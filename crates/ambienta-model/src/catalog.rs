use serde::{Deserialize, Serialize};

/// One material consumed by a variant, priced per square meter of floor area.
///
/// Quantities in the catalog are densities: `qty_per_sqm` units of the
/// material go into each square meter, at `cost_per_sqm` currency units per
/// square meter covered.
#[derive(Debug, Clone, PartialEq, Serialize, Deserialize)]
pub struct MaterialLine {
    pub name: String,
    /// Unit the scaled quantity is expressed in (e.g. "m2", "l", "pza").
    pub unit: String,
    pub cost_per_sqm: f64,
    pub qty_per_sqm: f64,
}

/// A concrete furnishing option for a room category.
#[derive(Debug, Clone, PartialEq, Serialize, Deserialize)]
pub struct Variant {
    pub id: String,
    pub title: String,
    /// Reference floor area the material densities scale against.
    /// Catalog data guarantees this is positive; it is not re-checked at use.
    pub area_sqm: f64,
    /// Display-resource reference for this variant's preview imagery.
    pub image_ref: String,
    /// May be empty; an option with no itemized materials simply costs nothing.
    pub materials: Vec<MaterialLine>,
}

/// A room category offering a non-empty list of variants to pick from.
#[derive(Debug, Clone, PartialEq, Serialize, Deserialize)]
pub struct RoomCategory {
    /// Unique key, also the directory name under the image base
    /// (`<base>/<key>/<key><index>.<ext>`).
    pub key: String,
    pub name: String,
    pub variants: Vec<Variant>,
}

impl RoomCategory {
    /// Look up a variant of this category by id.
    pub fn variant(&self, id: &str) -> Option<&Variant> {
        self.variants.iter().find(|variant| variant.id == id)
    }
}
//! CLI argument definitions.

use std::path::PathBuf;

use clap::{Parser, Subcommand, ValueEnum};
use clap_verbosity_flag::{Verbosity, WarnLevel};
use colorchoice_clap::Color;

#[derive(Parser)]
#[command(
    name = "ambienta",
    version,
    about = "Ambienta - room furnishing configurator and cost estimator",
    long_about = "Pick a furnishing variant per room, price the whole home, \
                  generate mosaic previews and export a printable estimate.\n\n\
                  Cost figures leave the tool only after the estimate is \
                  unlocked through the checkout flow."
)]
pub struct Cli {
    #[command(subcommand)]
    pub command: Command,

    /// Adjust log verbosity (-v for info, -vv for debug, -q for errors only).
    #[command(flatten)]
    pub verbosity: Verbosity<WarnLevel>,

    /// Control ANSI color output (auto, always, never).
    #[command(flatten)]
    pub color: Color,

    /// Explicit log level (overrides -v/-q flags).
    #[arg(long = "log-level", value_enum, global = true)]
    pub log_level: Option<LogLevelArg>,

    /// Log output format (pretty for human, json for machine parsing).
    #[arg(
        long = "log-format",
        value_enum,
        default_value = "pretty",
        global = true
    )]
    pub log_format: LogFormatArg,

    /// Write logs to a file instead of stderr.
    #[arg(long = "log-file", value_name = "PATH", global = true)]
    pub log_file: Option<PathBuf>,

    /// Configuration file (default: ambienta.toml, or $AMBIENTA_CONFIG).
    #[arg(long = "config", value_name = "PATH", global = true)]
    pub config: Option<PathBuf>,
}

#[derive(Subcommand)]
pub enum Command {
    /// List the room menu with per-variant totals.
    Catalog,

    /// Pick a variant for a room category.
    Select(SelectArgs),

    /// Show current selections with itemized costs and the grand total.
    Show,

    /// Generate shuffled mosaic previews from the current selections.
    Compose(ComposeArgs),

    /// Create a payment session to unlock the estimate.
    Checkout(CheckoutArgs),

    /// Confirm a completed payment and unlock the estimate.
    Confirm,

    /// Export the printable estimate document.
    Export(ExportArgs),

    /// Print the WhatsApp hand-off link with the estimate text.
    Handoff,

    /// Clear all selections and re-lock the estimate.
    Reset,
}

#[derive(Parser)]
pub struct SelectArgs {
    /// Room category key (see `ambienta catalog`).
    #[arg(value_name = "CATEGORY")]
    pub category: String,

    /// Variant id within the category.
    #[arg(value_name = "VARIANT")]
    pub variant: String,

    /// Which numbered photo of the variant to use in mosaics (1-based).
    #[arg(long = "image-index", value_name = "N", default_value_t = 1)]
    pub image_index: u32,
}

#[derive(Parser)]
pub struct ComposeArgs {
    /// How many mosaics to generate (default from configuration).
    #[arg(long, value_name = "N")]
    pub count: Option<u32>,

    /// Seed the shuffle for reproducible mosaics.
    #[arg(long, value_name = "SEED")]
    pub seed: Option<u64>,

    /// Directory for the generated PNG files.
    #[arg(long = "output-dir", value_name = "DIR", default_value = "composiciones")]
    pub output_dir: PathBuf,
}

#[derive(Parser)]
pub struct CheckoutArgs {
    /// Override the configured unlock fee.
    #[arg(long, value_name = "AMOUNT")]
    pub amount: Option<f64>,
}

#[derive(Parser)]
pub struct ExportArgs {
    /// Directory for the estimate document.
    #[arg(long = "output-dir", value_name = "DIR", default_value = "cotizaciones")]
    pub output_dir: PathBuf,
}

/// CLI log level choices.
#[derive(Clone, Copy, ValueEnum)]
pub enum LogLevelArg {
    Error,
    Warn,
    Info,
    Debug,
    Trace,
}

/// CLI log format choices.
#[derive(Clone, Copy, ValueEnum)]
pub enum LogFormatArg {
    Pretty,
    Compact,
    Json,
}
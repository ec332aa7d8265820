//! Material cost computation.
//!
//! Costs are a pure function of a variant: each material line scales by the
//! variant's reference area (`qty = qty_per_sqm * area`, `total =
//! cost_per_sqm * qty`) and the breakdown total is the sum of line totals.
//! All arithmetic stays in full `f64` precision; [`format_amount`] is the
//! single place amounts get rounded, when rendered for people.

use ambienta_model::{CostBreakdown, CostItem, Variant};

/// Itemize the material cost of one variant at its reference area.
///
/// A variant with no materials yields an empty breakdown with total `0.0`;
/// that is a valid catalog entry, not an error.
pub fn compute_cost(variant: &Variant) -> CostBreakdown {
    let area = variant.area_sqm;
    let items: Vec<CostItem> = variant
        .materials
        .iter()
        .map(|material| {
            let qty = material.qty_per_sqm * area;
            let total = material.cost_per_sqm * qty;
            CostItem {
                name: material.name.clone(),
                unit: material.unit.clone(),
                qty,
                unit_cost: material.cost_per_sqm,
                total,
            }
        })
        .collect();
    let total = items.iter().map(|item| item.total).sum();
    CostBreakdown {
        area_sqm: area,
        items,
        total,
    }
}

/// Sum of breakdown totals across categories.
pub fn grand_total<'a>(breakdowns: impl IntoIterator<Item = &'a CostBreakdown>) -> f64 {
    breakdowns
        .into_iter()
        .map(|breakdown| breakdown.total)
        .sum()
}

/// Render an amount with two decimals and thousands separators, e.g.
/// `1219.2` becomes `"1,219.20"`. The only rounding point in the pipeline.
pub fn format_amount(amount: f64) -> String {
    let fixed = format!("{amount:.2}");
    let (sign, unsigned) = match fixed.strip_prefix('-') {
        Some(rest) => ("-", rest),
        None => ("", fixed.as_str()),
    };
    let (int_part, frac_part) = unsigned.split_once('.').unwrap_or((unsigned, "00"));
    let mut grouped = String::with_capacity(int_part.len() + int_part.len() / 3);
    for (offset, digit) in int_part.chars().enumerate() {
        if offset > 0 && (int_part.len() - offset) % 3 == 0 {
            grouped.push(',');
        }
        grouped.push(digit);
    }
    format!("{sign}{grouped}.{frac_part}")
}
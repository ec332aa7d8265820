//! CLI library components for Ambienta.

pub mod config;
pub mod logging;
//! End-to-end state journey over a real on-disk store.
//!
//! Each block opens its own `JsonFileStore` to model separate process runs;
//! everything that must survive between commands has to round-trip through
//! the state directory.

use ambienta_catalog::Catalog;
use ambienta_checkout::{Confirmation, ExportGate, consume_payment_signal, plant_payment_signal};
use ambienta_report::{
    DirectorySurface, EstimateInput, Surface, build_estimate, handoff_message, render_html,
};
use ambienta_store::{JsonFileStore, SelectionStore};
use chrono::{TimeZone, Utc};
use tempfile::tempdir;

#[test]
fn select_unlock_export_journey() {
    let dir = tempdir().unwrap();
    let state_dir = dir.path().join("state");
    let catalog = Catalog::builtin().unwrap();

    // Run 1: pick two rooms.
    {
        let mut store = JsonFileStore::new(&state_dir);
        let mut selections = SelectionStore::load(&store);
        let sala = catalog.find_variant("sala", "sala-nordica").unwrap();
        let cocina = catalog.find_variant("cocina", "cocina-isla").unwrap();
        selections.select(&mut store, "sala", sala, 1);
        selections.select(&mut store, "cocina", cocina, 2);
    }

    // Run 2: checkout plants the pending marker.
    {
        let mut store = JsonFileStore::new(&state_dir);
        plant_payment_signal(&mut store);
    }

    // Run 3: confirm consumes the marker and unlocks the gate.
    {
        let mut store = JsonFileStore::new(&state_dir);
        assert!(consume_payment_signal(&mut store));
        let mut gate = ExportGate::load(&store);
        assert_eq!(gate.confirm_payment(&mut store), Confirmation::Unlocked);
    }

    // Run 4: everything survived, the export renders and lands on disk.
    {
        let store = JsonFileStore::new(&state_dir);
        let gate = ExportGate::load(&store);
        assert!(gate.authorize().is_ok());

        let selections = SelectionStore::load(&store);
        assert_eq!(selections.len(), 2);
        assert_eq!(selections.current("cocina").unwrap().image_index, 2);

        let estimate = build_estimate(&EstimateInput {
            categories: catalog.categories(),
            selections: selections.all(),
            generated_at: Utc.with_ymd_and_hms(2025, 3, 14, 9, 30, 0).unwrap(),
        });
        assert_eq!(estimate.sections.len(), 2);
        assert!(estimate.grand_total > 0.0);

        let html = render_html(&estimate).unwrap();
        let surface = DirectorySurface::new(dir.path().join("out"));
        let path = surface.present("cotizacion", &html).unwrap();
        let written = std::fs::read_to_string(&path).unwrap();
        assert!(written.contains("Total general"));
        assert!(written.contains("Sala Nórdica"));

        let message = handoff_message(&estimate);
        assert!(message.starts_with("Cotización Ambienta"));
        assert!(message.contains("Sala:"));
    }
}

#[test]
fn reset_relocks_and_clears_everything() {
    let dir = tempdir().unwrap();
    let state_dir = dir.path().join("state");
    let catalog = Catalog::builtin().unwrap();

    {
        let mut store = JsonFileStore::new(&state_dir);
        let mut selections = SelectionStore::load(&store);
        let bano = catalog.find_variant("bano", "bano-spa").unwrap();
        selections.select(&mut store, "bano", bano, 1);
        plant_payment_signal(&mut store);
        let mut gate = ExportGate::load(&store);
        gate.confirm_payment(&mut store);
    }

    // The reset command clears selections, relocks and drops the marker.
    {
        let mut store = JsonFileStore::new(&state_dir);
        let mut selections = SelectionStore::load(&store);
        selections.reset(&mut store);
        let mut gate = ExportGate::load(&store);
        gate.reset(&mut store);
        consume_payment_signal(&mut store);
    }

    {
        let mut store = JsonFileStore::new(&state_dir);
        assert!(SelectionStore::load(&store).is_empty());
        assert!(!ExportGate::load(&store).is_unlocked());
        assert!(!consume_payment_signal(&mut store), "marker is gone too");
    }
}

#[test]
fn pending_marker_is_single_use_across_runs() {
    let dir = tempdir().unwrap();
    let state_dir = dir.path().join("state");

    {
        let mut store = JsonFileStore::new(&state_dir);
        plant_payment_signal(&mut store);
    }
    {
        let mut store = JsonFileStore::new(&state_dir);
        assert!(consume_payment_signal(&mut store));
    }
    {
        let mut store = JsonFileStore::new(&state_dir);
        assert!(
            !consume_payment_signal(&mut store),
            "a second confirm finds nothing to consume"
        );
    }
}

■ EXERCISE AIM: What you return should be the lines from the start of the data through the line with "densities scale against.", quoted exactly and nothing more.

■ YOUR RESPONSE:
filename crates/ambienta-model/src/catalog.rs
use serde::{Deserialize, Serialize};

/// One material consumed by a variant, priced per square meter of floor area.
///
/// Quantities in the catalog are densities: `qty_per_sqm` units of the
/// material go into each square meter, at `cost_per_sqm` currency units per
/// square meter covered.
#[derive(Debug, Clone, PartialEq, Serialize, Deserialize)]
pub struct MaterialLine {
    pub name: String,
    /// Unit the scaled quantity is expressed in (e.g. "m2", "l", "pza").
    pub unit: String,
    pub cost_per_sqm: f64,
    pub qty_per_sqm: f64,
}

/// A concrete furnishing option for a room category.
#[derive(Debug, Clone, PartialEq, Serialize, Deserialize)]
pub struct Variant {
    pub id: String,
    pub title: String,
    /// Reference floor area the material densities scale against.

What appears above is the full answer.